"Des travailleuses en bonne santé, âgées de 20 à 40 ans, sont recherchées pour un site militaire", lit-on dans l'annonce d'un journal allemand de 1944. Un bon salaire et la gratuité de la nourriture, un logement et des vêtements sont promis. Ce qui n'est pas mentionné, c'est que l'habillement est un uniforme SS. Et que le "site militaire" est le camp de concentration pour femmes de Ravensbrück.........Détails........
Aujourd'hui, les baraquements en bois pour les prisonnières ont disparu depuis longtemps. Il ne reste plus qu'un champ rocheux sinistrement vide, à environ 80 km au nord de Berlin.

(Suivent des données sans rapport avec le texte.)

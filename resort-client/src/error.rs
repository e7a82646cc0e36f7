//! Client error types

use shared::error::{AppError, ErrorCategory, ErrorCode};
use thiserror::Error;

/// Structured error body some backend routes return on non-2xx
#[derive(Debug, serde::Deserialize)]
pub(crate) struct ApiErrorResponse {
    pub code: i32,
    pub message: String,
    #[serde(default)]
    pub details: Option<serde_json::Value>,
}

/// `{ success: false, error }` body, the common failure shape
#[derive(Debug, serde::Deserialize)]
pub(crate) struct EnvelopeError {
    #[serde(default)]
    pub error: Option<String>,
    #[serde(default)]
    pub message: Option<String>,
}

/// Client error type
#[derive(Debug, Error)]
pub enum ClientError {
    /// HTTP request failed
    #[error("HTTP error: {0}")]
    Http(#[from] reqwest::Error),

    /// Backend answered with an error payload (`success: false` or a coded error)
    #[error("API error {code}: {message}")]
    Api {
        code: i32,
        message: String,
        details: Option<serde_json::Value>,
    },

    /// Authentication required or token rejected
    #[error("Unauthorized: {0}")]
    Unauthorized(String),

    /// Permission denied
    #[error("Permission denied: {0}")]
    Forbidden(String),

    /// Resource not found
    #[error("Not found: {0}")]
    NotFound(String),

    /// Validation error reported by the backend
    #[error("Validation error: {0}")]
    Validation(String),

    /// Backend state conflicts with the request (e.g. room already checked in)
    #[error("Conflict: {0}")]
    Conflict(String),

    /// Internal error
    #[error("Internal error: {0}")]
    Internal(String),

    /// Invalid response format
    #[error("Invalid response: {0}")]
    InvalidResponse(String),

    /// Operation not allowed in the current client state
    #[error("Invalid state: {0}")]
    InvalidState(String),

    /// Serialization error
    #[error("Serialization error: {0}")]
    Serialization(#[from] serde_json::Error),

    /// Rejected locally before any request was sent
    #[error("Rejected: {0}")]
    Rejected(#[from] AppError),
}

impl ClientError {
    /// Error code of a local rejection
    pub fn rejection_code(&self) -> Option<ErrorCode> {
        match self {
            Self::Rejected(e) => Some(e.code),
            _ => None,
        }
    }

    /// Classify this error on the shared code table
    pub fn code(&self) -> ErrorCode {
        match self {
            Self::Http(e) if e.is_timeout() => ErrorCode::TimeoutError,
            Self::Http(_) => ErrorCode::NetworkError,
            Self::Api { code, .. } => u16::try_from(*code)
                .ok()
                .and_then(|c| ErrorCode::try_from(c).ok())
                .unwrap_or(ErrorCode::Unknown),
            Self::Unauthorized(_) => ErrorCode::NotAuthenticated,
            Self::Forbidden(_) => ErrorCode::PermissionDenied,
            Self::NotFound(_) => ErrorCode::NotFound,
            Self::Validation(_) => ErrorCode::ValidationFailed,
            Self::Conflict(_) => ErrorCode::AlreadyExists,
            Self::Internal(_) => ErrorCode::InternalError,
            Self::InvalidResponse(_) | Self::Serialization(_) => ErrorCode::InvalidFormat,
            Self::InvalidState(_) => ErrorCode::InvalidRequest,
            Self::Rejected(e) => e.code,
        }
    }

    /// Category of the error; backend codes outside the local table keep their range
    pub fn category(&self) -> ErrorCategory {
        match self {
            Self::Api { code, .. } => u16::try_from(*code)
                .map(ErrorCategory::from_code)
                .unwrap_or(ErrorCategory::System),
            other => other.code().category(),
        }
    }

    /// Map a non-success HTTP status and its body to an error
    pub(crate) fn from_status(status: http::StatusCode, text: String) -> Self {
        if let Ok(api_err) = serde_json::from_str::<ApiErrorResponse>(&text) {
            return Self::Api {
                code: api_err.code,
                message: api_err.message,
                details: api_err.details,
            };
        }
        let text = serde_json::from_str::<EnvelopeError>(&text)
            .ok()
            .and_then(|e| e.error.or(e.message))
            .unwrap_or(text);

        match ErrorCode::from_http_status(status) {
            ErrorCode::NotAuthenticated => Self::Unauthorized(text),
            ErrorCode::PermissionDenied => Self::Forbidden(text),
            ErrorCode::NotFound => Self::NotFound(text),
            ErrorCode::ValidationFailed => Self::Validation(text),
            ErrorCode::AlreadyExists => Self::Conflict(text),
            _ => Self::Internal(text),
        }
    }
}

/// Result type for client operations
pub type ClientResult<T> = Result<T, ClientError>;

Vue de Ravensbrück en 1945
Mais il reste encore huit belles villas solidement construites, avec des volets et des balcons en bois. Il s'agit d'une version nazie des années 1940 des cottages allemands médiévaux.
C'est là que vivaient les gardiennes, certaines avec leurs enfants. Depuis les balcons, elles pouvaient admirer une forêt et un joli lac.
"C'était la plus belle période de ma vie", a déclaré une ancienne gardienne, des décennies plus tard.
Mais de leur chambre, elles voyaient aussi des chaînes de prisonniers et les cheminées de la chambre à gaz.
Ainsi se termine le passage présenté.